● Exercise details
Please return every line of the records below that contains the word "super".

● Supplied material

------------

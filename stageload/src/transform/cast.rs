//! Lenient semantic type caster.
//!
//! The terminal step of every column pipeline. Unlike the strict numeric
//! and datetime parse steps, [`cast`] never fails: a value that cannot be
//! converted to the target type is returned unchanged and a warning is
//! recorded, so a single malformed field degrades to a pass-through instead
//! of aborting the file. Keep this lenient contract separate from the
//! strict steps in [`super::steps`].

use chrono::{DateTime, FixedOffset, NaiveDate, NaiveDateTime};

use crate::diag::Diagnostics;
use crate::models::{CellValue, SemanticType};

/// True values accepted by the boolean cast, lowercased.
const TRUE_VALUES: [&str; 6] = ["y", "yes", "t", "true", "on", "1"];
/// False values accepted by the boolean cast, lowercased.
const FALSE_VALUES: [&str; 6] = ["n", "no", "f", "false", "off", "0"];

/// Cast a value to the target semantic type.
///
/// Absent input stays absent for every target type. On failure the
/// original value is returned unchanged and a warning is recorded against
/// `scope` (conventionally `table.column`).
pub fn cast(
    target: SemanticType,
    value: CellValue,
    scope: &str,
    diags: &mut Diagnostics,
) -> CellValue {
    if value.is_null() {
        return CellValue::Null;
    }
    match target {
        SemanticType::Boolean => cast_boolean(value, scope, diags),
        SemanticType::Integer => cast_integer(value, scope, diags),
        SemanticType::Float => cast_float(value, scope, diags),
        SemanticType::Date => cast_date(value, scope, diags),
        SemanticType::Timestamp => cast_timestamp(value, scope, diags),
        SemanticType::TimestampTz => cast_timestamptz(value, scope, diags),
        SemanticType::String => cast_string(value),
    }
}

fn cast_boolean(value: CellValue, scope: &str, diags: &mut Diagnostics) -> CellValue {
    match value {
        CellValue::Bool(b) => CellValue::Bool(b),
        CellValue::Text(s) => {
            let lower = s.to_lowercase();
            if TRUE_VALUES.contains(&lower.as_str()) {
                CellValue::Bool(true)
            } else if FALSE_VALUES.contains(&lower.as_str()) {
                CellValue::Bool(false)
            } else {
                // Ambiguous booleans pass through for downstream inspection.
                diags.warn(scope, format!("could not cast value to boolean: '{}'", s));
                CellValue::Text(s)
            }
        }
        other => {
            diags.warn(
                scope,
                format!("could not cast value to boolean: '{}'", other),
            );
            other
        }
    }
}

fn cast_integer(value: CellValue, scope: &str, diags: &mut Diagnostics) -> CellValue {
    match value {
        CellValue::Int(i) => CellValue::Int(i),
        CellValue::Float(x) => CellValue::Int(x.trunc() as i64),
        CellValue::Text(s) => match s.trim().parse::<i64>() {
            Ok(i) => CellValue::Int(i),
            Err(_) => {
                diags.warn(scope, format!("could not cast value to integer: '{}'", s));
                CellValue::Text(s)
            }
        },
        other => {
            diags.warn(
                scope,
                format!("could not cast value to integer: '{}'", other),
            );
            other
        }
    }
}

fn cast_float(value: CellValue, scope: &str, diags: &mut Diagnostics) -> CellValue {
    match value {
        CellValue::Float(x) => CellValue::Float(x),
        CellValue::Int(i) => CellValue::Float(i as f64),
        CellValue::Text(s) => match s.trim().parse::<f64>() {
            Ok(x) => CellValue::Float(x),
            Err(_) => {
                diags.warn(scope, format!("could not cast value to float: '{}'", s));
                CellValue::Text(s)
            }
        },
        other => {
            diags.warn(scope, format!("could not cast value to float: '{}'", other));
            other
        }
    }
}

fn cast_date(value: CellValue, scope: &str, diags: &mut Diagnostics) -> CellValue {
    match value {
        CellValue::Date(d) => CellValue::Date(d),
        CellValue::Text(s) => {
            for fmt in ["%Y-%m-%d", "%Y/%m/%d"] {
                if let Ok(d) = NaiveDate::parse_from_str(&s, fmt) {
                    return CellValue::Date(d);
                }
            }
            diags.warn(scope, format!("could not cast value to date: '{}'", s));
            CellValue::Text(s)
        }
        other => {
            diags.warn(scope, format!("could not cast value to date: '{}'", other));
            other
        }
    }
}

fn cast_timestamp(value: CellValue, scope: &str, diags: &mut Diagnostics) -> CellValue {
    match value {
        CellValue::Timestamp(ts) => CellValue::Timestamp(ts),
        CellValue::TimestampTz(ts) => CellValue::TimestampTz(ts),
        CellValue::Text(s) => {
            for fmt in ["%Y-%m-%d %H:%M:%S", "%Y/%m/%d %H:%M:%S"] {
                if let Ok(ts) = NaiveDateTime::parse_from_str(&s, fmt) {
                    return CellValue::Timestamp(ts);
                }
            }
            diags.warn(scope, format!("could not cast value to timestamp: '{}'", s));
            CellValue::Text(s)
        }
        other => {
            diags.warn(
                scope,
                format!("could not cast value to timestamp: '{}'", other),
            );
            other
        }
    }
}

fn cast_timestamptz(value: CellValue, scope: &str, diags: &mut Diagnostics) -> CellValue {
    match value {
        // Zone-aware input is kept as-is; zone-naive input gets UTC.
        CellValue::TimestampTz(ts) => CellValue::TimestampTz(ts),
        CellValue::Timestamp(naive) => CellValue::TimestampTz(naive.and_utc().fixed_offset()),
        CellValue::Text(s) => match parse_timestamptz(&s) {
            Some(ts) => CellValue::TimestampTz(ts),
            None => {
                diags.warn(
                    scope,
                    format!("could not cast value to timestamptz: '{}'", s),
                );
                CellValue::Text(s)
            }
        },
        other => {
            diags.warn(
                scope,
                format!("could not cast value to timestamptz: '{}'", other),
            );
            other
        }
    }
}

fn parse_timestamptz(input: &str) -> Option<DateTime<FixedOffset>> {
    // Exports commonly abbreviate the UTC offset to a bare "+00", which
    // chrono's %z does not accept.
    let normalized = if input.ends_with("+00") {
        format!("{}00", input)
    } else {
        input.to_string()
    };

    for fmt in ["%Y-%m-%d %H:%M:%S%.f%z", "%Y-%m-%d %H:%M:%S%z"] {
        if let Ok(ts) = DateTime::parse_from_str(&normalized, fmt) {
            return Some(ts);
        }
    }
    for fmt in ["%Y-%m-%d %H:%M:%S%.f", "%Y-%m-%d %H:%M:%S"] {
        if let Ok(naive) = NaiveDateTime::parse_from_str(&normalized, fmt) {
            return Some(naive.and_utc().fixed_offset());
        }
    }
    None
}

fn cast_string(value: CellValue) -> CellValue {
    match value {
        CellValue::Text(s) => CellValue::Text(s),
        other => CellValue::Text(other.to_field()),
    }
}

#[cfg(test)]
mod tests {
    use super::*;
    use chrono::Timelike;

    fn text(s: &str) -> CellValue {
        CellValue::Text(s.to_string())
    }

    fn cast_quiet(target: SemanticType, value: CellValue) -> (CellValue, usize) {
        let mut diags = Diagnostics::new();
        let out = cast(target, value, "t.c", &mut diags);
        (out, diags.warnings().count())
    }

    #[test]
    fn test_boolean_truthy_and_falsy_sets() {
        for s in ["y", "YES", "t", "True", "ON", "1"] {
            let (out, warns) = cast_quiet(SemanticType::Boolean, text(s));
            assert_eq!(out, CellValue::Bool(true), "{s}");
            assert_eq!(warns, 0);
        }
        for s in ["n", "NO", "f", "False", "OFF", "0"] {
            let (out, warns) = cast_quiet(SemanticType::Boolean, text(s));
            assert_eq!(out, CellValue::Bool(false), "{s}");
            assert_eq!(warns, 0);
        }
    }

    #[test]
    fn test_boolean_ambiguous_passes_through_with_warning() {
        let (out, warns) = cast_quiet(SemanticType::Boolean, text("maybe"));
        assert_eq!(out, text("maybe"));
        assert_eq!(warns, 1);
    }

    #[test]
    fn test_integer_lenient_fallback() {
        let (out, warns) = cast_quiet(SemanticType::Integer, text("abc"));
        assert_eq!(out, text("abc"));
        assert_eq!(warns, 1);

        let (out, warns) = cast_quiet(SemanticType::Integer, text("42"));
        assert_eq!(out, CellValue::Int(42));
        assert_eq!(warns, 0);
    }

    #[test]
    fn test_absent_stays_absent_for_every_type() {
        for target in [
            SemanticType::Boolean,
            SemanticType::Integer,
            SemanticType::Float,
            SemanticType::Date,
            SemanticType::Timestamp,
            SemanticType::TimestampTz,
            SemanticType::String,
        ] {
            let (out, warns) = cast_quiet(target, CellValue::Null);
            assert_eq!(out, CellValue::Null);
            assert_eq!(warns, 0);
        }
    }

    #[test]
    fn test_date_tries_both_formats() {
        let expected = CellValue::Date(NaiveDate::from_ymd_opt(2024, 1, 15).unwrap());
        assert_eq!(cast_quiet(SemanticType::Date, text("2024-01-15")).0, expected);
        assert_eq!(cast_quiet(SemanticType::Date, text("2024/01/15")).0, expected);

        let (out, warns) = cast_quiet(SemanticType::Date, text("15.01.2024"));
        assert_eq!(out, text("15.01.2024"));
        assert_eq!(warns, 1);
    }

    #[test]
    fn test_date_accepts_typed_input_unchanged() {
        let d = NaiveDate::from_ymd_opt(2024, 1, 15).unwrap();
        let (out, warns) = cast_quiet(SemanticType::Date, CellValue::Date(d));
        assert_eq!(out, CellValue::Date(d));
        assert_eq!(warns, 0);
    }

    #[test]
    fn test_timestamp_formats() {
        let out = cast_quiet(SemanticType::Timestamp, text("2024-01-15 10:30:00")).0;
        assert!(matches!(out, CellValue::Timestamp(_)));
        let out = cast_quiet(SemanticType::Timestamp, text("2024/01/15 10:30:00")).0;
        assert!(matches!(out, CellValue::Timestamp(_)));
    }

    #[test]
    fn test_timestamptz_normalizes_bare_utc_suffix() {
        let out = cast_quiet(SemanticType::TimestampTz, text("2024-01-15 10:30:00+00")).0;
        match out {
            CellValue::TimestampTz(ts) => {
                assert_eq!(ts.offset().local_minus_utc(), 0);
                assert_eq!(ts.hour(), 10);
            }
            other => panic!("unexpected value: {other:?}"),
        }
    }

    #[test]
    fn test_timestamptz_attaches_utc_to_naive_input() {
        let out = cast_quiet(SemanticType::TimestampTz, text("2024-01-15 10:30:00.250")).0;
        match out {
            CellValue::TimestampTz(ts) => assert_eq!(ts.offset().local_minus_utc(), 0),
            other => panic!("unexpected value: {other:?}"),
        }
    }

    #[test]
    fn test_timestamptz_keeps_existing_zone() {
        let out = cast_quiet(SemanticType::TimestampTz, text("2024-01-15 10:30:00+0200")).0;
        match out {
            CellValue::TimestampTz(ts) => assert_eq!(ts.offset().local_minus_utc(), 7200),
            other => panic!("unexpected value: {other:?}"),
        }
    }

    #[test]
    fn test_string_stringifies_typed_values() {
        assert_eq!(cast_quiet(SemanticType::String, CellValue::Int(7)).0, text("7"));
        assert_eq!(
            cast_quiet(SemanticType::String, CellValue::Bool(true)).0,
            text("true")
        );
    }

    #[test]
    fn test_never_raises_only_warns() {
        let mut diags = Diagnostics::new();
        // Every failure mode degrades to pass-through.
        cast(SemanticType::Integer, text("x"), "t.a", &mut diags);
        cast(SemanticType::Float, text("x"), "t.b", &mut diags);
        cast(SemanticType::Date, text("x"), "t.c", &mut diags);
        cast(SemanticType::Timestamp, text("x"), "t.d", &mut diags);
        cast(SemanticType::TimestampTz, text("x"), "t.e", &mut diags);
        assert_eq!(diags.warnings().count(), 5);
    }
}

------------

● Exercise output
//! strict steps in [`super::steps`].
    use super::*;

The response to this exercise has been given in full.